Ainda assim, o espião português assumiu que tinha documentos secretos da Nato na mochila que levou ao encontro com Sergey. Questionado sobre a coincidência, Carvalhão Gil justificou que costumava levar documentos dos serviços para poder estudá-los mais tarde, em sua casa ou noutros tempos livres.
Garantiu ainda que teve acesso a esses documentos no âmbito das suas funções no SIS.
Tinha 30 mil euros em casa Nas buscas feitas à sua residência de Lisboa, onde vive com a mãe, os inspetores da PJ encontraram 30 mil euros em dinheiro vivo. Para a investigação, este é mais um indício de que Carvalhão Gil recebia dinheiro pela venda de informações sigilosas. Dinheiro que não depositava, com receio de ser apanhado.
Os crimes Carvalhão Gil foi detido a 21 de maio em Roma, numa esplanada do bairro de Trastevere, quando trocava envelopes com Sergey Nicolaevich Pozdnyakov, membro dos serviços russos. O português é, por isso, suspeito de ter praticado crimes de espionagem, violação do segredo de Estado e corrupção.
As autoridades italianas deferiram o pedido de extradição feito por Portugal e Carvalhão Gil chegou a Lisboa no domingo à noite, no último avião da TAP vindo de Roma, sentado na última fila e sob fortes medidas de segurança. A extradição para Lisboa, à qual o arguido não se opôs, foi decidida em tempo recorde pela justiça italiana, que está ainda a decidir a extradição de Sergey Nicolaevich Pozdnyakov – que ontem foi ouvido num tribunal de Itália.
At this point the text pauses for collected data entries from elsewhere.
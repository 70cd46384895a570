//! External owning handles.

use alloc::boxed::Box;
use core::fmt;
use core::marker::PhantomData;
use core::ops::Deref;
use core::ptr::NonNull;

use crate::anchor::{Edge, Participant};
use crate::arena::{self, HeaderId};
use crate::header::{self, Header, PayloadVtable, ReleaseFn};
use crate::internal::Internal;

/// An external owning handle to a managed object.
///
/// A `Root` is what keeps an object graph alive: an object is destroyed
/// exactly when no chain of [`Internal`] handles from any `Root` reaches it
/// anymore, cycles included. Cloning a root adds an owner; dropping the last
/// root to an object triggers collection of the object and of everything
/// only it kept alive.
///
/// An empty root holds no payload and no header. [`get`] returns `None`,
/// [`use_count`] returns 0, and [`Deref`] panics.
///
/// [`get`]: Root::get
/// [`use_count`]: Root::use_count
pub struct Root<T> {
    ptr: Option<NonNull<T>>,
    header: Option<HeaderId>,
    _marker: PhantomData<T>,
}

/// Allocates a combined block for `value` and binds the first root handle to
/// it.
///
/// The payload is destroyed in place during collection; its storage is
/// released with the header once the last handle of any kind lets go.
///
/// ```
/// use rhizome::{make_root, Participant};
///
/// struct Config(u32);
///
/// impl Participant for Config {}
///
/// let config = make_root(Config(7));
/// assert_eq!(config.use_count(), 1);
/// assert_eq!(config.get().map(|c| c.0), Some(7));
/// ```
#[must_use]
pub fn make_root<T: Participant>(value: T) -> Root<T> {
    let ptr = NonNull::from(Box::leak(Box::new(value)));
    Root::bind(ptr, header::combined_vtable::<T>(), None)
}

impl<T> Root<T> {
    /// Creates an empty root.
    #[must_use]
    pub fn new() -> Self {
        Self {
            ptr: None,
            header: None,
            _marker: PhantomData,
        }
    }

    /// Allocate a header for `ptr` and bind the first owner.
    fn bind(ptr: NonNull<T>, vtable: &'static PayloadVtable, release: Option<ReleaseFn>) -> Self {
        let payload = ptr.cast::<()>();
        let id = arena::with(|arena| arena.insert(Header::new(payload, vtable, release)));
        header::set_owner(id, payload, vtable);
        Self {
            ptr: Some(ptr),
            header: Some(id),
            _marker: PhantomData,
        }
    }

    /// Adopts a raw payload allocated by [`Box::into_raw`], using the default
    /// release action of dropping the box.
    ///
    /// # Safety
    ///
    /// `ptr` must have come from `Box::into_raw` and must not be owned by
    /// anything else.
    pub unsafe fn from_raw(ptr: NonNull<T>) -> Self
    where
        T: Participant,
    {
        Self::bind(ptr, header::separate_vtable::<T>(), None)
    }

    /// Adopts a raw payload with a custom release action, invoked in place of
    /// the payload destructor when the object is collected.
    ///
    /// # Safety
    ///
    /// `ptr` must stay valid until `release` runs, and `release` must fully
    /// dispose of the payload.
    pub unsafe fn from_raw_with<F>(ptr: NonNull<T>, release: F) -> Self
    where
        T: Participant,
        F: FnOnce(NonNull<T>) + 'static,
    {
        let release: ReleaseFn = Box::new(move |payload| release(payload.cast::<T>()));
        Self::bind(ptr, header::separate_vtable::<T>(), Some(release))
    }

    /// Promotes an internal handle to a root.
    ///
    /// Returns an empty root when the target is already unreachable: a stale
    /// handle inside a collected cycle cannot resurrect its target.
    #[must_use]
    pub fn from_internal(source: &Internal<T>) -> Self {
        match source.edge() {
            Some(edge) if header::owner_from_internal(edge.header) => Self {
                ptr: Some(edge.ptr.cast::<T>()),
                header: Some(edge.header),
                _marker: PhantomData,
            },
            _ => Self::new(),
        }
    }

    /// Shares `other`'s header while exposing a caller-chosen payload
    /// pointer, for cast-style views that must share one lifetime.
    ///
    /// This adds a plain owner to the existing header; it never re-runs owner
    /// binding, so the participant wiring of the original payload is
    /// untouched.
    ///
    /// # Safety
    ///
    /// `ptr` must point into the payload owned by `other`'s header (or to a
    /// base/field view of it) and must stay valid for the payload's lifetime.
    #[must_use]
    pub unsafe fn alias<U>(other: &Root<U>, ptr: NonNull<T>) -> Self {
        if let Some(id) = other.header {
            header::add_owner(id);
        }
        Self {
            ptr: Some(ptr),
            header: other.header,
            _marker: PhantomData,
        }
    }

    /// Returns the payload, or `None` for an empty root.
    #[must_use]
    pub fn get(&self) -> Option<&T> {
        self.ptr.map(|ptr| unsafe { &*ptr.as_ptr() })
    }

    /// Returns the payload pointer this root exposes, null when empty.
    #[must_use]
    pub fn as_ptr(&self) -> *const T {
        self.ptr.map_or(core::ptr::null(), |ptr| ptr.as_ptr().cast_const())
    }

    /// Releases this root's ownership, leaving it empty.
    pub fn reset(&mut self) {
        *self = Self::new();
    }

    /// Re-seats this root on a fresh boxed payload.
    pub fn reset_to(&mut self, value: Box<T>)
    where
        T: Participant,
    {
        *self = Self::from(value);
    }

    /// Exchanges the contents of two roots.
    pub fn swap(&mut self, other: &mut Self) {
        core::mem::swap(&mut self.ptr, &mut other.ptr);
        core::mem::swap(&mut self.header, &mut other.header);
    }

    /// Number of owning handles on the target, zero for an empty root or once
    /// collection of the target has begun.
    #[must_use]
    pub fn use_count(&self) -> u32 {
        self.header.map_or(0, header::use_count)
    }

    /// True when this root is the only owning handle on its target.
    #[must_use]
    pub fn unique(&self) -> bool {
        self.use_count() == 1
    }

    /// True when this root holds no payload pointer.
    #[must_use]
    pub fn is_null(&self) -> bool {
        self.ptr.is_none()
    }

    pub(crate) fn edge(&self) -> Option<Edge> {
        match (self.header, self.ptr) {
            (Some(header), Some(ptr)) => Some(Edge {
                header,
                ptr: ptr.cast::<()>(),
            }),
            _ => None,
        }
    }
}

impl<T: Participant> From<Box<T>> for Root<T> {
    /// Adopts a uniquely owned payload as a separate block. The default
    /// release action drops the box.
    fn from(value: Box<T>) -> Self {
        let ptr = NonNull::from(Box::leak(value));
        Self::bind(ptr, header::separate_vtable::<T>(), None)
    }
}

impl<T> Clone for Root<T> {
    /// Adds an owner to the shared header.
    fn clone(&self) -> Self {
        if let Some(id) = self.header {
            header::add_owner(id);
        }
        Self {
            ptr: self.ptr,
            header: self.header,
            _marker: PhantomData,
        }
    }
}

impl<T> Default for Root<T> {
    fn default() -> Self {
        Self::new()
    }
}

impl<T> Drop for Root<T> {
    fn drop(&mut self) {
        if let Some(id) = self.header {
            header::remove_owner(id);
        }
    }
}

impl<T> Deref for Root<T> {
    type Target = T;

    /// # Panics
    ///
    /// Panics when the root is empty.
    fn deref(&self) -> &Self::Target {
        self.get().expect("dereferenced an empty Root")
    }
}

impl<T> fmt::Debug for Root<T> {
    fn fmt(&self, f: &mut fmt::Formatter<'_>) -> fmt::Result {
        f.debug_struct("Root").field("ptr", &self.as_ptr()).finish()
    }
}

impl<T> fmt::Pointer for Root<T> {
    fn fmt(&self, f: &mut fmt::Formatter<'_>) -> fmt::Result {
        fmt::Pointer::fmt(&self.as_ptr(), f)
    }
}
#![warn(clippy::all)]
#![warn(clippy::pedantic)]

use rhizome::{make_root, Anchor, Internal, Participant, Root};

use counted::{init_log, Counted};

struct Pair {
    anchor: Anchor,
    first: Internal<Pair>,
    second: Internal<Pair>,
    _data: Counted,
}

impl Pair {
    fn new() -> Self {
        let anchor = Anchor::new();
        let first = Internal::new(&anchor);
        let second = Internal::new(&anchor);
        Self {
            anchor,
            first,
            second,
            _data: Counted::new(),
        }
    }
}

impl Participant for Pair {
    fn anchor(&self) -> Option<&Anchor> {
        Some(&self.anchor)
    }
}

/// Edges wired before their holder is bound to a root must be registered
/// retroactively when the root arrives, and the whole web must still be
/// collectable afterwards.
#[test]
fn edges_wired_before_root_binding_are_honored() {
    init_log();

    let loose = Box::new(Pair::new());
    {
        let n2 = make_root(Pair::new());
        let n3 = make_root(Pair::new());
        let n4 = make_root(Pair::new());
        let n5 = make_root(Pair::new());
        let n6 = make_root(Pair::new());

        loose.first.set(&n2);
        loose.second.set(&n3);
        n2.first.set(&n3);
        n2.second.set(&n4);
        n3.first.set(&n2);
        n3.second.set(&n4);
        n4.first.set(&n5);
        n5.first.set(&n6);
    }
    // The loose node is not owned by any root, but its edges keep the web
    // alive: they are referrers no back-pointer accounts for.
    assert_eq!(Counted::instances(), 6);

    let root = Root::from(loose);
    assert_eq!(Counted::instances(), 6);

    // Close a cycle back to the late-bound node, then drop the only root.
    root.first
        .get()
        .unwrap()
        .second
        .get()
        .unwrap()
        .second
        .set(&root);
    drop(root);
    assert_eq!(Counted::instances(), 0);
}

#[test]
fn stack_participant_edges_count_without_back_pointers() {
    init_log();
    {
        let holder = Pair::new();
        {
            let target = make_root(Pair::new());
            holder.first.set(&target);
        }
        // The root is gone but the stack holder's edge keeps the target.
        assert_eq!(Counted::instances(), 2);
        assert_eq!(holder.first.use_count(), 1);
    }
    assert_eq!(Counted::instances(), 0);
}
As ligações entre os dois homens continuam a ser investigadas, bem como a dimensão das trocas de informações e respetivas consequências. Isto porque o encontro de Roma não foi o primeiro entre Sergey e Carvalhão Gil, além de que parte da documentação da NATO lhe estaria inacessível por ordens superiores. Há, por isso, suspeitas de que teria cúmplices no SIS e noutros serviços, existindo ainda a hipótese de ter obtido dados de outras entidades portuguesas para vender aos russos.